Items from a dataset:
============================================================

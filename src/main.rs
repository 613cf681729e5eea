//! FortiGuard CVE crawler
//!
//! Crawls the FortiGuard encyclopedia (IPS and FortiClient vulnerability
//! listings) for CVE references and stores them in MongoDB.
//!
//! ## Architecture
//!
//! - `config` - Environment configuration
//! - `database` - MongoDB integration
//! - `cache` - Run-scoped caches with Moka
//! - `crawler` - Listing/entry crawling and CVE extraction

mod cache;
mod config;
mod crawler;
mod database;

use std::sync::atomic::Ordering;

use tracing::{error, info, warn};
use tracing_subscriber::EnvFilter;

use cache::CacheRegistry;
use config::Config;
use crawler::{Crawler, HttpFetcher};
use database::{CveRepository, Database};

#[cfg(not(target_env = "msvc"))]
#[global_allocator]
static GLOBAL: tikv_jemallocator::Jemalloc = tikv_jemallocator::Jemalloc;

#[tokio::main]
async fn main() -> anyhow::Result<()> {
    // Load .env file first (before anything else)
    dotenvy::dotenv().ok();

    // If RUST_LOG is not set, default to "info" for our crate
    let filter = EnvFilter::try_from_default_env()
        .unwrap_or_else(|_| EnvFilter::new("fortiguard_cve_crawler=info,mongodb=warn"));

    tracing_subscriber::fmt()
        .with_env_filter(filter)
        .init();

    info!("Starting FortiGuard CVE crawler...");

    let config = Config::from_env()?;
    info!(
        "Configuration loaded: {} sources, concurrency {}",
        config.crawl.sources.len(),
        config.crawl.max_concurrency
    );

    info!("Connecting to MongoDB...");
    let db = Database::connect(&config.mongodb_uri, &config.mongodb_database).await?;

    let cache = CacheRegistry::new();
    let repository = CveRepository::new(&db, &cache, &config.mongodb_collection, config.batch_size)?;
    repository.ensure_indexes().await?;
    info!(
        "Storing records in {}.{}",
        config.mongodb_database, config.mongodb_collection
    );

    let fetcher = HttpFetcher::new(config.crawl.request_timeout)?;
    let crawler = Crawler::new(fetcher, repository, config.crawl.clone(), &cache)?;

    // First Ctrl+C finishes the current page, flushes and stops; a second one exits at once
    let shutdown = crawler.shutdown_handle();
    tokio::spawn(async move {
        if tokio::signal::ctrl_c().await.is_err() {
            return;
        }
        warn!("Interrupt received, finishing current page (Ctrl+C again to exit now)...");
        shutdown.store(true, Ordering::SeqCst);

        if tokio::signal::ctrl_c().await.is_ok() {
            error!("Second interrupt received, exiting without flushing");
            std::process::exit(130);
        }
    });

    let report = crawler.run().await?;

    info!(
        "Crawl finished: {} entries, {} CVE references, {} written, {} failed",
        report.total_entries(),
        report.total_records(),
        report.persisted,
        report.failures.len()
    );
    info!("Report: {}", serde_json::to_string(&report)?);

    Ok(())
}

============================================================

Retype every line above with nothing changed.

filename src/main.rs
repository 613cf681729e5eea
//! FortiGuard CVE crawler
//!
//! Crawls the FortiGuard encyclopedia (IPS and FortiClient vulnerability
//! listings) for CVE references and stores them in MongoDB.
//!
//! ## Architecture
//!
//! - `config` - Environment configuration
//! - `database` - MongoDB integration
//! - `cache` - Run-scoped caches with Moka
//! - `crawler` - Listing/entry crawling and CVE extraction

mod cache;
mod config;
mod crawler;
mod database;

use std::sync::atomic::Ordering;

use tracing::{error, info, warn};
use tracing_subscriber::EnvFilter;

use cache::CacheRegistry;
use config::Config;
use crawler::{Crawler, HttpFetcher};
use database::{CveRepository, Database};

#[cfg(not(target_env = "msvc"))]
#[global_allocator]
static GLOBAL: tikv_jemallocator::Jemalloc = tikv_jemallocator::Jemalloc;

#[tokio::main]
async fn main() -> anyhow::Result<()> {
    // Load .env file first (before anything else)
    dotenvy::dotenv().ok();

    // If RUST_LOG is not set, default to "info" for our crate
    let filter = EnvFilter::try_from_default_env()
        .unwrap_or_else(|_| EnvFilter::new("fortiguard_cve_crawler=info,mongodb=warn"));

    tracing_subscriber::fmt()
        .with_env_filter(filter)
        .init();

    info!("Starting FortiGuard CVE crawler...");

    let config = Config::from_env()?;
    info!(
        "Configuration loaded: {} sources, concurrency {}",
        config.crawl.sources.len(),
        config.crawl.max_concurrency
    );

    info!("Connecting to MongoDB...");
    let db = Database::connect(&config.mongodb_uri, &config.mongodb_database).await?;

    let cache = CacheRegistry::new();
    let repository = CveRepository::new(&db, &cache, &config.mongodb_collection, config.batch_size)?;
    repository.ensure_indexes().await?;
    info!(
        "Storing records in {}.{}",
        config.mongodb_database, config.mongodb_collection
    );

    let fetcher = HttpFetcher::new(config.crawl.request_timeout)?;
    let crawler = Crawler::new(fetcher, repository, config.crawl.clone(), &cache)?;

    // First Ctrl+C finishes the current page, flushes and stops; a second one exits at once
    let shutdown = crawler.shutdown_handle();
    tokio::spawn(async move {
        if tokio::signal::ctrl_c().await.is_err() {
            return;
        }
        warn!("Interrupt received, finishing current page (Ctrl+C again to exit now)...");
        shutdown.store(true, Ordering::SeqCst);

        if tokio::signal::ctrl_c().await.is_ok() {
            error!("Second interrupt received, exiting without flushing");
            std::process::exit(130);
        }
    });

    let report = crawler.run().await?;

    info!(
        "Crawl finished: {} entries, {} CVE references, {} written, {} failed",
        report.total_entries(),
        report.total_records(),
        report.persisted,
        report.failures.len()
    );
    info!("Report: {}", serde_json::to_string(&report)?);

    Ok(())
}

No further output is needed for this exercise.